Dogs are common for having the ability to feel their owner’s feeling and overall mood and adapt to it. They can easily integrate into the overarching structure of the family. Now, a study reveals their levels of social intelligence are similar to that of infants.
This new study was led by Evan MacLean, the director of the Arizona Canine Cognition Center at the University of Arizona, and was published in the Animal Behavior journal. The purpose of the study was to provide a better understanding of we evolved socially as humans.
In this regard, MacLean and his colleagues studied more than 550 dogs. They included dogs that were just family pets as well as assistance dogs-in-training and military explosive detection dogs, from a variety of different breeds.
The researchers determine the dogs’ levels of social intelligence through a number of game-based tests in which the researchers hid various dog treats and then instructed the dogs through non-verbal cues about their hiding location. The cues involved either looking or pointing in a certain direction.
After compiling all the data from the tests involving the dogs, the researchers then compared with the data of 105 two-year-old children which also completed a similar social intelligence test. Furthermore, the study also involved 106 of your closest animal relatives, chimpanzees, from wildlife sanctuaries in Africa.
After comparing and analyzing all the data, the researchers determine that the young children have similar social intelligence patterns as dogs rather than that of chimpanzees. The tests also involved skills for cooperative communications, a field in which the chimpanzees underperformed despite excelling at spatial reasoning. Overall, both dogs and children managed to outperform the chimps on tasks involving cooperative communication skills and had similar patterns of variation between each individual member.

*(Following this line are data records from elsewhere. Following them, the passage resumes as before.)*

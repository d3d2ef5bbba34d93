//! Rate limit key generation and handling.

/// A key that identifies one counter.
///
/// Each guard flavour keys its counters differently: by the client, by the
/// client combined with a header value, or by the request path alone.
#[derive(Debug, Clone, PartialEq, Eq, Hash)]
pub enum RateLimitKey {
    /// The client address
    Client(String),
    /// The client address together with a request header value
    ClientHeader {
        /// The client address
        client: String,
        /// The raw header value
        value: Vec<u8>,
    },
    /// The request path, shared by every client
    Route(String),
}

impl RateLimitKey {
    pub fn client(client: impl Into<String>) -> Self {
        Self::Client(client.into())
    }

    pub fn client_header(client: impl Into<String>, value: impl Into<Vec<u8>>) -> Self {
        Self::ClientHeader {
            client: client.into(),
            value: value.into(),
        }
    }

    pub fn route(path: impl Into<String>) -> Self {
        Self::Route(path.into())
    }

    /// Convert the key to a string representation.
    ///
    /// This is useful for logging and debugging. Header values that are not
    /// UTF-8 are rendered lossily, so distinct keys may render the same.
    pub fn to_string_key(&self) -> String {
        match self {
            RateLimitKey::Client(client) => client.clone(),
            RateLimitKey::ClientHeader { client, value } => format!("{}-{}", client, String::from_utf8_lossy(value)),
            RateLimitKey::Route(path) => path.clone(),
        }
    }
}

impl std::fmt::Display for RateLimitKey {
    fn fmt(&self, f: &mut std::fmt::Formatter<'_>) -> std::fmt::Result {
        write!(f, "{}", self.to_string_key())
    }
}
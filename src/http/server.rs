//! HTTP server implementation.

use axum::Router;
use std::net::SocketAddr;
use std::sync::Arc;
use std::time::Duration;
use tokio::sync::watch;
use tracing::{debug, error, info};

use crate::error::{GuardError, Result};
use crate::ratelimit::RateLimitStore;

/// HTTP server for guarded routes.
pub struct HttpServer {
    /// Address to bind to
    addr: SocketAddr,
    /// The guarded router
    router: Router,
    /// Counter stores to sweep
    stores: Vec<Arc<dyn RateLimitStore>>,
    /// How often expired counters are swept
    sweep_interval: Duration,
}

impl HttpServer {
    /// Create a new HTTP server.
    pub fn new(addr: SocketAddr, router: Router) -> Self {
        Self {
            addr,
            router,
            stores: Vec::new(),
            sweep_interval: Duration::from_secs(60),
        }
    }

    /// Sweep expired counters out of `stores` every `interval` while serving.
    pub fn with_sweeper(mut self, stores: Vec<Arc<dyn RateLimitStore>>, interval: Duration) -> Self {
        self.stores = stores;
        self.sweep_interval = interval;
        self
    }

    /// Start the HTTP server with graceful shutdown.
    ///
    /// The server will shut down when the provided signal resolves.
    pub async fn serve_with_shutdown<F>(self, signal: F) -> Result<()>
    where
        F: std::future::Future<Output = ()> + Send + 'static,
    {
        let listener = tokio::net::TcpListener::bind(self.addr).await?;
        let local_addr = listener.local_addr()?;

        info!(addr = %local_addr, "Starting HTTP server with graceful shutdown");

        let (stop_tx, stop_rx) = watch::channel(false);
        let sweeper = tokio::spawn(run_sweeper(self.stores, self.sweep_interval, stop_rx));

        let result = axum::serve(
            listener,
            self.router
                .into_make_service_with_connect_info::<SocketAddr>(),
        )
        .with_graceful_shutdown(signal)
        .await
        .map_err(|e| {
            error!(error = %e, "HTTP server failed");
            GuardError::Io(e)
        });

        let _ = stop_tx.send(true);
        if let Err(e) = sweeper.await {
            error!(error = %e, "Counter sweeper task failed");
        }

        result
    }
}

/// Periodically evict expired counters until `stop` flips.
async fn run_sweeper(
    stores: Vec<Arc<dyn RateLimitStore>>,
    interval: Duration,
    mut stop: watch::Receiver<bool>,
) {
    if stores.is_empty() || interval.is_zero() {
        return;
    }

    let mut ticker = tokio::time::interval(interval);
    // The first tick completes immediately
    ticker.tick().await;

    loop {
        tokio::select! {
            _ = ticker.tick() => {
                let mut evicted = 0;
                for store in &stores {
                    evicted += store.sweep().await;
                }
                debug!(evicted, stores = stores.len(), "Swept expired counters");
            }
            _ = stop.changed() => break,
        }
    }

    debug!("Counter sweeper stopped");
}

#[cfg(test)]
mod tests {
    use super::*;
    use crate::ratelimit::{Quota, RateLimitKey, RateLimiter};

    #[test]
    fn test_server_creation() {
        let addr: SocketAddr = "127.0.0.1:8080".parse().unwrap();
        let _server = HttpServer::new(addr, Router::new());
    }

    #[tokio::test(start_paused = true)]
    async fn test_sweeper_evicts_expired_counters() {
        let limiter = Arc::new(RateLimiter::new());
        limiter.check(&RateLimitKey::client("a"), Quota::new(1, Duration::from_secs(1)));

        let (stop_tx, stop_rx) = watch::channel(false);
        let handle = tokio::spawn(run_sweeper(
            vec![limiter.clone() as Arc<dyn RateLimitStore>],
            Duration::from_secs(5),
            stop_rx,
        ));

        tokio::time::sleep(Duration::from_secs(6)).await;
        assert_eq!(limiter.counter_count(), 0);

        stop_tx.send(true).unwrap();
        handle.await.unwrap();
    }

    #[tokio::test]
    async fn test_serve_until_shutdown() {
        let addr: SocketAddr = "127.0.0.1:0".parse().unwrap();
        let server = HttpServer::new(addr, Router::new());

        let result = server.serve_with_shutdown(async {}).await;
        assert!(result.is_ok());
    }
}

There have been a number of previous studies which analyzed the human psychology and how it compares with that of other species in order determine what makes it special. They found that the communication skills which tend to develop after nine months are what set us apart from other animal species.
However, the social intelligence skills humans develop by the age of two, are remarkably similar to that of adult dogs. The scientists believe that this similarity is caused by similar conditions in the evolution of both species.